* **SUPPLIED RECORDS**
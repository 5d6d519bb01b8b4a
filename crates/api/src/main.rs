//! Charge Predictor - Main Entry Point

use api::settings::Settings;
use api::{init_logging, run_server};
use metrics_exporter_prometheus::PrometheusBuilder;
use tracing::info;

#[tokio::main]
async fn main() -> anyhow::Result<()> {
    let settings = Settings::load()?;
    init_logging(&settings.logging)?;

    info!("=== Charge Predictor v{} ===", env!("CARGO_PKG_VERSION"));
    info!("Settings: {:?}", settings);

    let metrics = if settings.metrics.enabled {
        Some(PrometheusBuilder::new().install_recorder()?)
    } else {
        None
    };

    run_server(settings, metrics).await
}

* **ACTIVITY**
Every line above should be reproduced precisely.

* **ANSWER TO THIS PROBLEM**
repository 5d6d519bb01b8b4a
filename crates/api/src/main.rs
//! Charge Predictor - Main Entry Point

use api::settings::Settings;
use api::{init_logging, run_server};
use metrics_exporter_prometheus::PrometheusBuilder;
use tracing::info;

#[tokio::main]
async fn main() -> anyhow::Result<()> {
    let settings = Settings::load()?;
    init_logging(&settings.logging)?;

    info!("=== Charge Predictor v{} ===", env!("CARGO_PKG_VERSION"));
    info!("Settings: {:?}", settings);

    let metrics = if settings.metrics.enabled {
        Some(PrometheusBuilder::new().install_recorder()?)
    } else {
        None
    };

    run_server(settings, metrics).await
}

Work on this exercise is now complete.